It is to the credit, therefore, of co-editors Alexander and Bogdanor that the essays in their volume focus on the stupidity, ignorance, bias, distortion, and extremism of the Jewish Israel-bashers, rather than on the supposed mental and emotional status that has propelled them to endorse their preposterous statements. In this context, Efraim Karsh’s dissection of Benny Morris’s work shows how the latter presumed to write about the origin of the Palestine refugee problem without having access to the archives of the Israel Defense Forces. Nor did Morris consult the archival records of Egypt, Syria, Jordan, Iraq, and Lebanon, anent the flight of the Palestinians. Martin Kroessel, in his take on Thomas Friedman, “The Diplomat from Chelm,” (this is a misleading title because the people of Chelm did not harm others outside their community) shows that the Pulitzer prize winner has had access to Israelis who support Israel’s firm position on Gaza and the West Bank but in his published diatribes against Israeli government policy, he simply ignores views which are contrary to his.
Edward Alexander’s introduction to this volume and his chapter on “The Berkeley School,” evidence a deep knowledge of views and opinions that he does not share but that he does not hesitate to present and then counter with a wealth of information and keen analytical tools of great precision. He has borrowed a phrase from Commentary’s Gabriel Schoenfeld, “Antisemitism-denial,” to characterize a group of Jews (including part of the cousinhood among Israeli intellectuals) who are so blinkered in their vision that they either refuse to recognize it when their noses are rubbed in it or who perversely endorse it as a legitimate desideratum.

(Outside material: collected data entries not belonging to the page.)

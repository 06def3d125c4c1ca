//! End-to-end reads: retrieve, parse, expand, filter and assemble.

use std::io::Read;

use chrono::DateTime;
use chrono_tz::Tz;
use serde::Serialize;

use crate::config::{InvalidEventPolicy, ReaderConfig};
use crate::document::{CalendarDocument, EventRecord};
use crate::error::{ReadError, Result};
use crate::event::{Event, EventTemplate};
use crate::expander::expand;
use crate::filter::{filter, Interval};
use crate::source::{AnySource, SourceReader};
use crate::timezone::ZoneResolver;

/// Events of one calendar within an interval, plus the calendar's metadata.
#[derive(Debug, Clone, Default, PartialEq, Eq, Serialize)]
pub struct CalendarEvents {
    pub name: Option<String>,
    pub description: Option<String>,
    pub timezone: Option<String>,
    /// Sorted by start time, then id.
    pub events: Vec<Event>,
    /// Number of events left out because they failed to parse or expand.
    pub skipped: usize,
}

/// Reads calendars from a [`SourceReader`] under a [`ReaderConfig`].
#[derive(Debug, Clone)]
pub struct CalendarReader<S = AnySource> {
    source: S,
    config: ReaderConfig,
}

impl CalendarReader<AnySource> {
    /// A reader for files and HTTP(S) URLs with the default configuration.
    ///
    /// # Errors
    /// Returns `ReadError::Config` if the HTTP client cannot be built.
    pub fn from_default_source() -> Result<Self> {
        Ok(CalendarReader::new(AnySource::new()?, ReaderConfig::default()))
    }
}

impl<S: SourceReader> CalendarReader<S> {
    pub fn new(source: S, config: ReaderConfig) -> Self {
        CalendarReader { source, config }
    }

    pub fn config(&self) -> &ReaderConfig {
        &self.config
    }

    /// Read the calendar at `location` and return its events within `interval`.
    ///
    /// # Errors
    /// Returns `ReadError::RetrievalFailure` if the source cannot be read,
    /// `ReadError::MalformedDocument` for structural errors, and
    /// `ReadError::InvalidPropertyValue` when the configured
    /// [`InvalidEventPolicy`] turns an invalid event into a failure.
    pub fn read_calendar(&self, location: &str, interval: &Interval) -> Result<CalendarEvents> {
        tracing::info!(location, "reading calendar");

        let bytes = {
            let mut stream = self.source.open(location)?;
            let mut bytes = Vec::new();
            stream
                .read_to_end(&mut bytes)
                .map_err(|e| ReadError::retrieval(location, e))?;
            bytes
        };

        let doc = CalendarDocument::parse(&bytes)?;
        calendar_events(&doc, interval, &self.config)
    }

    /// Like [`read_calendar`](Self::read_calendar), returning only the events.
    ///
    /// # Errors
    /// See [`read_calendar`](Self::read_calendar).
    pub fn read_events(&self, location: &str, interval: &Interval) -> Result<Vec<Event>> {
        Ok(self.read_calendar(location, interval)?.events)
    }
}

/// Read the events of the calendar at `location` between `after` (inclusive)
/// and `before` (exclusive), with the default source and configuration.
///
/// # Errors
/// See [`CalendarReader::read_calendar`]; also `ReadError::InvalidInterval`.
pub fn read_events(location: &str, after: DateTime<Tz>, before: DateTime<Tz>) -> Result<Vec<Event>> {
    let interval = Interval::new(after, before)?;
    CalendarReader::from_default_source()?.read_events(location, &interval)
}

/// Expand and filter an already parsed document.
///
/// # Errors
/// Per-event errors are handled by `config.invalid_events`; see
/// [`InvalidEventPolicy`]. `ReadError::Config` for an unknown configured zone.
pub fn calendar_events(
    doc: &CalendarDocument,
    interval: &Interval,
    config: &ReaderConfig,
) -> Result<CalendarEvents> {
    check_skipped(doc, config.invalid_events)?;

    let mut out = CalendarEvents {
        name: doc.name.clone(),
        description: doc.description.clone(),
        timezone: doc.timezone.clone(),
        events: Vec::new(),
        skipped: doc.skipped.len(),
    };
    if interval.is_empty() {
        return Ok(out);
    }

    let resolver = ZoneResolver::new(&doc.timezones, doc.timezone.as_deref(), interval.zone(), config)?;

    for record in &doc.events {
        match record_events(record, &resolver, interval) {
            Ok(events) => out.events.extend(events),
            Err(err @ ReadError::InvalidPropertyValue { .. })
                if config.invalid_events != InvalidEventPolicy::Strict =>
            {
                tracing::warn!(uid = %record.uid, line = record.line, error = %err, "skipping event");
                out.skipped += 1;
            }
            Err(err) => return Err(err),
        }
    }

    out.events
        .sort_by(|a, b| a.start.cmp(&b.start).then_with(|| a.id.cmp(&b.id)));
    Ok(out)
}

/// The events of one record inside the interval.
fn record_events(
    record: &EventRecord,
    resolver: &ZoneResolver<'_>,
    interval: &Interval,
) -> Result<Vec<Event>> {
    let template = EventTemplate::new(record, resolver)?;
    let occurrences = expand(record, resolver, Some(interval.before()))?;
    Ok(filter(record, occurrences, interval)
        .map(|occurrence| template.assemble(&occurrence))
        .collect())
}

/// Apply the invalid-event policy to the events the parser skipped.
fn check_skipped(doc: &CalendarDocument, policy: InvalidEventPolicy) -> Result<()> {
    let Some(first) = doc.skipped.first() else {
        return Ok(());
    };
    let fatal = match policy {
        InvalidEventPolicy::Strict => true,
        InvalidEventPolicy::Skip => false,
        InvalidEventPolicy::Lenient => {
            doc.event_blocks() == 1 && first.error.property() == Some("DTSTART")
        }
    };
    if !fatal {
        return Ok(());
    }

    Err(clone_error(&first.error))
}

/// `ReadError` is not `Clone` because of boxed sources; per-event errors never carry one.
fn clone_error(err: &ReadError) -> ReadError {
    match err {
        ReadError::InvalidPropertyValue {
            property,
            value,
            reason,
        } => ReadError::InvalidPropertyValue {
            property: property.clone(),
            value: value.clone(),
            reason: reason.clone(),
        },
        other => ReadError::invalid_because("VEVENT", "", other.to_string()),
    }
}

Alexander’s focus on a group of Berkeley professors who are behind the divestment in Israel campaign is especially noteworthy for the way he examines the subtleties of language used by these intellectuals to mask their insensate hatred of the Jewish State.
That hatred exhibited in dramatic terms by the Greek composer Mikis Theodorakis (a non Jew) is the subject of a superb essay by Alvin Rosenfeld, whose focus, while primarily on the wild, one could say, Wagnerian lucubrations of the Greek musician, shifts importantly to the Israeli journalist who interviewed him and who performs incredible feats of journalistic legerdemain in order to deny Theodorakis’s zoological antisemtism, the expression of which the journalist in question deems “reasonable”—a thesis only Julius Streicher and his ilk could endorse. Tony Judt, the New York historian, can certainly recognize antisemtism when he sees it, but that has not prevented him, according to Benjamin Balint, from gross inconsistencies in his grotesque characterization of Israel as an “anachronism.” Balint finds Judt’s thinking especially disappointing because in some of his other published works Judt has deplored the intellectual “double entry moral book-keeping” in which certain French intellectuals engaged in excusing “progressive” excesses. The faults that Judt sees in others, he cannot see in himself.
Paul Bogdanor’s eighty pages of commentary on Noam Chomsky’s divagations on the so-called cosmological sinfulness of Israel are the boldest and most powerful refutations of the MIT thinker known to this writer, and his essay should be placed on the shelf next to Chomsky’s several anti-Israel screeds. Bogdanor wastes no time in diagnosing Chomsky’s personal history but proceeds directly to examining in seriatim the ludicrous accusations he has hurled against Israel. Bogdanor refers to the Chomsky method as “selective morality.” Thus it is permissible for Armenia, Lithuania, Poland and Ukraine (Bogdanor could have added Germany to his list) to offer citizenship to those with roots in those lands but Chomsky singles out Israel for condemnation because of its Law of Return. But as Bogdanor points out, Chomsky’s targeting this Law, (which was promulgated in the wake of Europe’s refusal to help Jews during the Holocaust) is really one of his minor sins. Chomsky’s real aim is the destruction of Israel, a position he has endorsed latterly by affirming, for strategic purposes, the possibility of a two state solution and then admitting that “two states in cis-Jordan [Palestine] makes little sense.” The inference is clear; there is no room for a Jewish State.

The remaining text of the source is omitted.